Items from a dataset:

┌──

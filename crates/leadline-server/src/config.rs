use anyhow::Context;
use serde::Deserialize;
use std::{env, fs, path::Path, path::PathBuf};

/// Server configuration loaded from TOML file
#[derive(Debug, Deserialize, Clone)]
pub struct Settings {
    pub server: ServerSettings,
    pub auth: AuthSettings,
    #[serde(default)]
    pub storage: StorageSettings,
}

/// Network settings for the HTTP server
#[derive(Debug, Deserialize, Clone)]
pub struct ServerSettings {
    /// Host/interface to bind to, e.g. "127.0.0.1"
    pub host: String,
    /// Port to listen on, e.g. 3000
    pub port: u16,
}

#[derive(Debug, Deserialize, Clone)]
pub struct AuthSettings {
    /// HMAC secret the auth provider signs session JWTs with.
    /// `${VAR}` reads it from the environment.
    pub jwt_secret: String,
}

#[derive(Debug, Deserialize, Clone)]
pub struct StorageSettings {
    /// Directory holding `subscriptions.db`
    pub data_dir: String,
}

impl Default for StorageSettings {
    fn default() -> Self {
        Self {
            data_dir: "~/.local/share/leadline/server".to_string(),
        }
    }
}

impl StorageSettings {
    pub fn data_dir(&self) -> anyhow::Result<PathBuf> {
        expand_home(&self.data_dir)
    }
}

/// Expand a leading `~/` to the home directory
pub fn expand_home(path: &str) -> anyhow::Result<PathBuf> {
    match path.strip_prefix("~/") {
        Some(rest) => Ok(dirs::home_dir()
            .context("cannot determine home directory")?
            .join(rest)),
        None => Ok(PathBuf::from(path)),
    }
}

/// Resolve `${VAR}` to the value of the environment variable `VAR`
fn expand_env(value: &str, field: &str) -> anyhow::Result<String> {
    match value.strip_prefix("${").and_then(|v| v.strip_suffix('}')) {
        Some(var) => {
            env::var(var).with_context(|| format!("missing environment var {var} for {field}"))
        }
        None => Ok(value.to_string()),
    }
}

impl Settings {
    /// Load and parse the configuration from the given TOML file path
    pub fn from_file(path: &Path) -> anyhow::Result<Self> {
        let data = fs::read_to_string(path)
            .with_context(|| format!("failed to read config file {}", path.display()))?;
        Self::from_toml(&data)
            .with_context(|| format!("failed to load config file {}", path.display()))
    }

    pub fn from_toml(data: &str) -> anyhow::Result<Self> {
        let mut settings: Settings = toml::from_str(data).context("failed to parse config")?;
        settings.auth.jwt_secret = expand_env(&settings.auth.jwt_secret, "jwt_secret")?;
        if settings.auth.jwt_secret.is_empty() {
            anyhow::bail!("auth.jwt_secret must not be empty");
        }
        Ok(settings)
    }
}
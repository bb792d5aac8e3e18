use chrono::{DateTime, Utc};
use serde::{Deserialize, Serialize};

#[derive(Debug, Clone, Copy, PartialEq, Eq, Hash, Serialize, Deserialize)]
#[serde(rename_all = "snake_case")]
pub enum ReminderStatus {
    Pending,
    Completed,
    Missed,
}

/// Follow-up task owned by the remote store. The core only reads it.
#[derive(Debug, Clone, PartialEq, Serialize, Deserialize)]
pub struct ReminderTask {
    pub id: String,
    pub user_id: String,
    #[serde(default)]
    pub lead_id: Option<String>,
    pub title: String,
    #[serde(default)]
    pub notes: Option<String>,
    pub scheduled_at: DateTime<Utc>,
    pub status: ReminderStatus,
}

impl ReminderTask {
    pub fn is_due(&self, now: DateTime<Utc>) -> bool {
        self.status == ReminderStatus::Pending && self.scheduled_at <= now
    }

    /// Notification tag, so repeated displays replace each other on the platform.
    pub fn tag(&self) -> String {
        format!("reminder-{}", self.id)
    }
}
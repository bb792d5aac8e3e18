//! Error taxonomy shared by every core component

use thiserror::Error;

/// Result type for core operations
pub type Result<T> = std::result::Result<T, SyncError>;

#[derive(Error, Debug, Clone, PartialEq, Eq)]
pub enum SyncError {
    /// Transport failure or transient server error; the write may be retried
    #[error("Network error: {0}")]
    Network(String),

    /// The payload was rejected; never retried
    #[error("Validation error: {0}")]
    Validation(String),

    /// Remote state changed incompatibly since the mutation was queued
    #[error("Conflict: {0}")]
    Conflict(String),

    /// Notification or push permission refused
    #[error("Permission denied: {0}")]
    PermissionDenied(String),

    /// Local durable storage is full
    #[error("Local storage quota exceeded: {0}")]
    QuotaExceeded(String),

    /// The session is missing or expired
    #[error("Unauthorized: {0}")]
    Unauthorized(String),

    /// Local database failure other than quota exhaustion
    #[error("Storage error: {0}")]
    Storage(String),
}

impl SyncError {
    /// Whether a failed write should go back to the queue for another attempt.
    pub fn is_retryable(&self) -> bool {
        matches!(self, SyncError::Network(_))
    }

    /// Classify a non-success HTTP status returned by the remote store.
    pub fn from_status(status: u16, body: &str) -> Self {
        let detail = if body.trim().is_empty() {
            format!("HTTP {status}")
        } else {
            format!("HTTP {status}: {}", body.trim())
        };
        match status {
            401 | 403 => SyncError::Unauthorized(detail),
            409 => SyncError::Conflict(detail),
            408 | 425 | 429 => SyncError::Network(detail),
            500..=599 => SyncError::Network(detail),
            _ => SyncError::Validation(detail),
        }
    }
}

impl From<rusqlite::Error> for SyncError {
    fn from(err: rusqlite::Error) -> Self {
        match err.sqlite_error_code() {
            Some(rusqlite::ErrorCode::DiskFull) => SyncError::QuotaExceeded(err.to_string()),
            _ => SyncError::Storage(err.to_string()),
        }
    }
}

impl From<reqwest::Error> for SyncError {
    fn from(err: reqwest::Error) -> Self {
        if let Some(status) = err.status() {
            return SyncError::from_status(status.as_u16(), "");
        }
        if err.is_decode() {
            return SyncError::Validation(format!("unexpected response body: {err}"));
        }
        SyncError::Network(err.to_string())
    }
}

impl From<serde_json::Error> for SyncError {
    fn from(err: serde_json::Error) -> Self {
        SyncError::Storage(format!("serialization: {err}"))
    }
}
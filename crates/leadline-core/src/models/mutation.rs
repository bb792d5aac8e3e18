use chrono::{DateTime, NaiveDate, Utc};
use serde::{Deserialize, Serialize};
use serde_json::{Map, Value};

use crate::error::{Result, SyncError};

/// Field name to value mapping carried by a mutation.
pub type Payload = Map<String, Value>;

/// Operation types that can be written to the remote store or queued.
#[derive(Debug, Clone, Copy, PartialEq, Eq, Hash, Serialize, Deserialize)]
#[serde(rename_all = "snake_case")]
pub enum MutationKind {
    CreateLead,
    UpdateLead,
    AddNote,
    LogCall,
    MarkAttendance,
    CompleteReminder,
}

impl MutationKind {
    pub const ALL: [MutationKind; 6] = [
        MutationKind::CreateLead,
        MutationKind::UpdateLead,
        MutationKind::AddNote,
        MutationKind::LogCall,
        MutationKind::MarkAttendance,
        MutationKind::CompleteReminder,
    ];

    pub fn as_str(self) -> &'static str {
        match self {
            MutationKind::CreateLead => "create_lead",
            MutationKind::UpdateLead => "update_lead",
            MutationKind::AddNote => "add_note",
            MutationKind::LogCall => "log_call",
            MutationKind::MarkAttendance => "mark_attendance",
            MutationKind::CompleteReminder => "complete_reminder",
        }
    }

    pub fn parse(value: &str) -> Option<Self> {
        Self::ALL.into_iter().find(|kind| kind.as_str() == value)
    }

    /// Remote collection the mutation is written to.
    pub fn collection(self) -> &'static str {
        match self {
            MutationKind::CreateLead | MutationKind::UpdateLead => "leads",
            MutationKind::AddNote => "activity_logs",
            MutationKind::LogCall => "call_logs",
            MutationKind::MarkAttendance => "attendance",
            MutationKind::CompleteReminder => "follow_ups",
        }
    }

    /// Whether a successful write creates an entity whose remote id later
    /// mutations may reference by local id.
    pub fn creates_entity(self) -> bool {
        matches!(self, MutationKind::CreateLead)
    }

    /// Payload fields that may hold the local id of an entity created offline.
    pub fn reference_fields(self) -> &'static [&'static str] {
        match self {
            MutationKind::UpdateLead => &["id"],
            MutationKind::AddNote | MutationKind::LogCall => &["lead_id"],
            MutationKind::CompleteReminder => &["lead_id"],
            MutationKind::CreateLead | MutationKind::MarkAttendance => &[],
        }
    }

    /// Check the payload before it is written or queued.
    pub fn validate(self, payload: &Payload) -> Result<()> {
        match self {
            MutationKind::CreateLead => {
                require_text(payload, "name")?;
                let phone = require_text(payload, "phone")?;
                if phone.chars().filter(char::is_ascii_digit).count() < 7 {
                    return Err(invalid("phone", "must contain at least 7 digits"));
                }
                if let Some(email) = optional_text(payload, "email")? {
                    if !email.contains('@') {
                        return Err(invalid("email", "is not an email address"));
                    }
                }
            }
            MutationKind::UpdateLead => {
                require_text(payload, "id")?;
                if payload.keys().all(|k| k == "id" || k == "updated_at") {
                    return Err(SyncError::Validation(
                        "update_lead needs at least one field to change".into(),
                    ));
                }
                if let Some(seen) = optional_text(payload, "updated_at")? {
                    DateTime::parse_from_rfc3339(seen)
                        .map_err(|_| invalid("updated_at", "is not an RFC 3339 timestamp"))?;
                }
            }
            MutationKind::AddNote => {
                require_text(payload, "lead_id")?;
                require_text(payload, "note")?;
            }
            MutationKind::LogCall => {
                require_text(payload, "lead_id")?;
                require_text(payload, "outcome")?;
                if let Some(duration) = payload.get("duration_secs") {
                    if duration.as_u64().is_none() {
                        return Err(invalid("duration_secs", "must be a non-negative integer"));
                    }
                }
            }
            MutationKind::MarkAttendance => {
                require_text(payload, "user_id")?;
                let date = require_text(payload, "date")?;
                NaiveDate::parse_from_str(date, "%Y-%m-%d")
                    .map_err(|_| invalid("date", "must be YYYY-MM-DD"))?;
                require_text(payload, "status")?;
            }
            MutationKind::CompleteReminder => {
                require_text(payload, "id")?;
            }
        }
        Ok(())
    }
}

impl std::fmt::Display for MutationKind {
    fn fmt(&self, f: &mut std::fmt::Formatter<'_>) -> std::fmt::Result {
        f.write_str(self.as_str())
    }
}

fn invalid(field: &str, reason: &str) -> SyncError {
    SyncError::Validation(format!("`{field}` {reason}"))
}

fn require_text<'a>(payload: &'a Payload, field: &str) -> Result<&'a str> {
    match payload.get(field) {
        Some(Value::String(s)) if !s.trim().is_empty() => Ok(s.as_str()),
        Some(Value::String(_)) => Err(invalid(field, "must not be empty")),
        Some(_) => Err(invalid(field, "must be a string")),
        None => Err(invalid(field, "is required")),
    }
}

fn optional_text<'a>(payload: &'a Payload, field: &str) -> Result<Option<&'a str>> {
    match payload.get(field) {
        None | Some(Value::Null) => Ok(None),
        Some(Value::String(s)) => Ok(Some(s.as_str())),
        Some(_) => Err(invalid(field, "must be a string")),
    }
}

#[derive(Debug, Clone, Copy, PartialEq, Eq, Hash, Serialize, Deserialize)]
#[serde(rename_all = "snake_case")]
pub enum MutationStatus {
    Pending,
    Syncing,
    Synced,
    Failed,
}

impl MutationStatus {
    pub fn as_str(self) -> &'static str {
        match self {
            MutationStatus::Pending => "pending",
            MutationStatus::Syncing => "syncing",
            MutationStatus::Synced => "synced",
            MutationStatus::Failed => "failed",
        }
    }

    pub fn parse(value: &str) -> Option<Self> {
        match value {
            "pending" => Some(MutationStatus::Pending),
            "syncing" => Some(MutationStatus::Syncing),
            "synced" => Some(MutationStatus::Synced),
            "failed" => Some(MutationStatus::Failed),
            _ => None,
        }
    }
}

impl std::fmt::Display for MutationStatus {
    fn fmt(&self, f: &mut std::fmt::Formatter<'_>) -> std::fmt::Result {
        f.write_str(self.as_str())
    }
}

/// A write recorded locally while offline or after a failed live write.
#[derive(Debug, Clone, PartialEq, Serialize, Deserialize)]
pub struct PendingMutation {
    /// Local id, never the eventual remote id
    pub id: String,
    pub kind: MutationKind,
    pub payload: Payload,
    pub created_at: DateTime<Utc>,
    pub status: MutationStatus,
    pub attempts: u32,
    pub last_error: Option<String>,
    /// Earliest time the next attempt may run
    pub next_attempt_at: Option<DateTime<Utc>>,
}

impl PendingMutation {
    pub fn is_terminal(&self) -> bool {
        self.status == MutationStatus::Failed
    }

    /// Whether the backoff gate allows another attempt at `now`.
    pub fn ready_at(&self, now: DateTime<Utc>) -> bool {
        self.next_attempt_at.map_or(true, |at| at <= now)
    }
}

└──
┌──

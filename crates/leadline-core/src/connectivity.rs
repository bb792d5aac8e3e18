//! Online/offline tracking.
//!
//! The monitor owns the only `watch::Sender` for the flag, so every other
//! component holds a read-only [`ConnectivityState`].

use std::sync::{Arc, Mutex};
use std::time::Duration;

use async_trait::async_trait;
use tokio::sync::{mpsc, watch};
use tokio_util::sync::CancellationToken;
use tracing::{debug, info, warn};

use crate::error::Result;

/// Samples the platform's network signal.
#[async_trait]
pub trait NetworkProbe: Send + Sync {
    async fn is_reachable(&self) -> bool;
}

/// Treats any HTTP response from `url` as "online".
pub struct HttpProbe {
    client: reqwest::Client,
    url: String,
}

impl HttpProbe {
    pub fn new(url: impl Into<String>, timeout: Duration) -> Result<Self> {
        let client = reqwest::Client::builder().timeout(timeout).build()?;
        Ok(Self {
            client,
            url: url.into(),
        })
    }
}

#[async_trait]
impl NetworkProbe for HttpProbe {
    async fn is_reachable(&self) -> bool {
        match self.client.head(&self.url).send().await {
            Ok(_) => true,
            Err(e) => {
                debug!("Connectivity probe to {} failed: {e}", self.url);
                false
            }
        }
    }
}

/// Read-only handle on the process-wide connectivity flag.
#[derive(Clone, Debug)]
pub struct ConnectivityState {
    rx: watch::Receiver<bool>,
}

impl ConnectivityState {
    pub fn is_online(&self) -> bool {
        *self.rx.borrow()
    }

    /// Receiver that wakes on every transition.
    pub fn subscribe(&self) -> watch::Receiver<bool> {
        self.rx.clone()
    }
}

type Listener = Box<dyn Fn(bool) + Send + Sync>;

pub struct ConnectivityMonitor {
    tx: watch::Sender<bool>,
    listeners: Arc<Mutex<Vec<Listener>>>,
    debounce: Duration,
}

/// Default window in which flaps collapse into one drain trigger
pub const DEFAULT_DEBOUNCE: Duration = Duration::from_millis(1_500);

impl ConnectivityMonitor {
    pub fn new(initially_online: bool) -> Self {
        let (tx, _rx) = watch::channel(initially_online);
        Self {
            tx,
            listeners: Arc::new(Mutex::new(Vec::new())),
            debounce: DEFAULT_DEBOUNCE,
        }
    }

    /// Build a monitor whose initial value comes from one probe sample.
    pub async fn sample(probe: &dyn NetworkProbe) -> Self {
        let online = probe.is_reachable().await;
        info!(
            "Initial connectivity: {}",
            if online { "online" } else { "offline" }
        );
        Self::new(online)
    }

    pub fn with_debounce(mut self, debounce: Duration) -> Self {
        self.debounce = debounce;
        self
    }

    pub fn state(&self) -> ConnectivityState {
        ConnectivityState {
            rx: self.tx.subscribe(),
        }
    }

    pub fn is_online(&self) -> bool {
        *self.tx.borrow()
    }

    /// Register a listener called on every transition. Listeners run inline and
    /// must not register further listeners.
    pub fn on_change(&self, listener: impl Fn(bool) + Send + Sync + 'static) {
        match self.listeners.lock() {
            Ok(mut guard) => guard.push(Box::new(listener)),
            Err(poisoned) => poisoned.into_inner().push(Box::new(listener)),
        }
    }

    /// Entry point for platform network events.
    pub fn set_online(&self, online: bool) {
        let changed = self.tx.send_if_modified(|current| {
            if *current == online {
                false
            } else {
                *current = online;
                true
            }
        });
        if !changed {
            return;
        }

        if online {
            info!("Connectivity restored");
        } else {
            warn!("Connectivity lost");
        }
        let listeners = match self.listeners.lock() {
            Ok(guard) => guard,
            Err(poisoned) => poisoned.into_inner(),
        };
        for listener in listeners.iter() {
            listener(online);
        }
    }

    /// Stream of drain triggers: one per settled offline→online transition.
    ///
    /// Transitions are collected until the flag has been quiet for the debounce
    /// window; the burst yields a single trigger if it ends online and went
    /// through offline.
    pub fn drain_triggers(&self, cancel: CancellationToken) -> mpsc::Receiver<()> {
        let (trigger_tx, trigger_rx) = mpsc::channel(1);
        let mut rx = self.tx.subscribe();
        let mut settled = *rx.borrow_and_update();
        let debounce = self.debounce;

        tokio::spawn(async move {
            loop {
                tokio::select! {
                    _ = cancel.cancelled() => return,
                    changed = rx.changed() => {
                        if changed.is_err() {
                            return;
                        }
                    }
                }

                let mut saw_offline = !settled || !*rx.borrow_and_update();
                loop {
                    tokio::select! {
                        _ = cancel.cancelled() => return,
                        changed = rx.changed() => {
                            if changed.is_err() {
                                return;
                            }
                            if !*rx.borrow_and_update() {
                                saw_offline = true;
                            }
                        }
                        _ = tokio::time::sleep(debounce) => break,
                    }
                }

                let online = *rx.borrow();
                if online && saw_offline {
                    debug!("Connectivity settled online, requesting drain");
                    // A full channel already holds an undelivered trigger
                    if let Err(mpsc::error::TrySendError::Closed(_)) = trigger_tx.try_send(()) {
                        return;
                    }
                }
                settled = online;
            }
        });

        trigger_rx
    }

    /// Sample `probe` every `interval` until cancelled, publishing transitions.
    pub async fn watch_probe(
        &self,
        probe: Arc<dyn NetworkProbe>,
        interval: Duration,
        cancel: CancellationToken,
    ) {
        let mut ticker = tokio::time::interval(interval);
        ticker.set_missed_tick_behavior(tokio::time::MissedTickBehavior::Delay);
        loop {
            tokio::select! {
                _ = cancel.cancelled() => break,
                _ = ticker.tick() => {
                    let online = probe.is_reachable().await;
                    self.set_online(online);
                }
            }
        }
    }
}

└──
┌──

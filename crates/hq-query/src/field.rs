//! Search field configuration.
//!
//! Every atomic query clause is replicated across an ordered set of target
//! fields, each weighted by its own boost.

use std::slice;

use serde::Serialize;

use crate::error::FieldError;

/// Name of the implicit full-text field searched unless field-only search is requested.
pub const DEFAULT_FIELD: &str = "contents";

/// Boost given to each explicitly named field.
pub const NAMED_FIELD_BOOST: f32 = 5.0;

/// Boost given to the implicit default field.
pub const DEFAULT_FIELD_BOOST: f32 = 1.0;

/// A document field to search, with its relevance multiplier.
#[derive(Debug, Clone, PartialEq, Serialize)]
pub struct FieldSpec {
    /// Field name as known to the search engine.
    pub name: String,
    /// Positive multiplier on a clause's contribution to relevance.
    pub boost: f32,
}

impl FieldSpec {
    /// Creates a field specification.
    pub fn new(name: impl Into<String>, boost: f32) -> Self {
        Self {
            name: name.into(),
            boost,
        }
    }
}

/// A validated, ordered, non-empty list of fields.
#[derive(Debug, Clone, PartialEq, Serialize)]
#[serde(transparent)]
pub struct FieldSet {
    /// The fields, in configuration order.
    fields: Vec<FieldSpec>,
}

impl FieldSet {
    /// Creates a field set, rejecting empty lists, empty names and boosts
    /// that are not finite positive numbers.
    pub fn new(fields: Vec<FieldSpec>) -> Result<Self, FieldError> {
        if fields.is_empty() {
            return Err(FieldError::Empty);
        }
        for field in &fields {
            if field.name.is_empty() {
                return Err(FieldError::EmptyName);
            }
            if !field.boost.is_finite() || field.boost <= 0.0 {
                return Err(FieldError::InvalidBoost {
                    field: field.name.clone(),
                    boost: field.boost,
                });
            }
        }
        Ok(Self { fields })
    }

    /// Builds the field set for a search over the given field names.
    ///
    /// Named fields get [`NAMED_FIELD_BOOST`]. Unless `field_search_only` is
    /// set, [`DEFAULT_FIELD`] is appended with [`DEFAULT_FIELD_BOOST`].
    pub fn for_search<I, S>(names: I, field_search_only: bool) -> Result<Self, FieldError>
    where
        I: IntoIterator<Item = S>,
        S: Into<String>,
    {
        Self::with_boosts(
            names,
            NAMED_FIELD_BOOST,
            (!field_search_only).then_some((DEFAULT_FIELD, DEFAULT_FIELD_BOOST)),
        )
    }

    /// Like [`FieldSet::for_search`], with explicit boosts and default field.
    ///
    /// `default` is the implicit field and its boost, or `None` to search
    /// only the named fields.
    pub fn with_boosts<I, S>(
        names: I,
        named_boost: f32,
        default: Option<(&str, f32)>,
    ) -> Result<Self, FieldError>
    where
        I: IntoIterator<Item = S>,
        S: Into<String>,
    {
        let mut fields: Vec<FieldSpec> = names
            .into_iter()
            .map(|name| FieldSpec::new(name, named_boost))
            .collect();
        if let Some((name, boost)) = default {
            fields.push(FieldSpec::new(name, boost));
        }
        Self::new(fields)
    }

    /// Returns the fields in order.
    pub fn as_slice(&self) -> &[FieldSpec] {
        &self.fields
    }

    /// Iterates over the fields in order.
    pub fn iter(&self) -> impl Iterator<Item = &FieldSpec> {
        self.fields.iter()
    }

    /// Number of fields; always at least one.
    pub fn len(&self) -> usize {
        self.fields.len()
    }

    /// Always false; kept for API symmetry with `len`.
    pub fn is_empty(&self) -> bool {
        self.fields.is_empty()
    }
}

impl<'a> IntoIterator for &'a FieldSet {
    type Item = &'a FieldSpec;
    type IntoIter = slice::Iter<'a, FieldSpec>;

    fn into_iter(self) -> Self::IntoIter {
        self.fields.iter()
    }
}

└──

_EXERCISE OBJECTIVE_
When a line contains the string "written", copy it from the records.

_EXPECTED ANSWER_
/// Operation types that can be written to the remote store or queued.
    /// Remote collection the mutation is written to.
    /// Check the payload before it is written or queued.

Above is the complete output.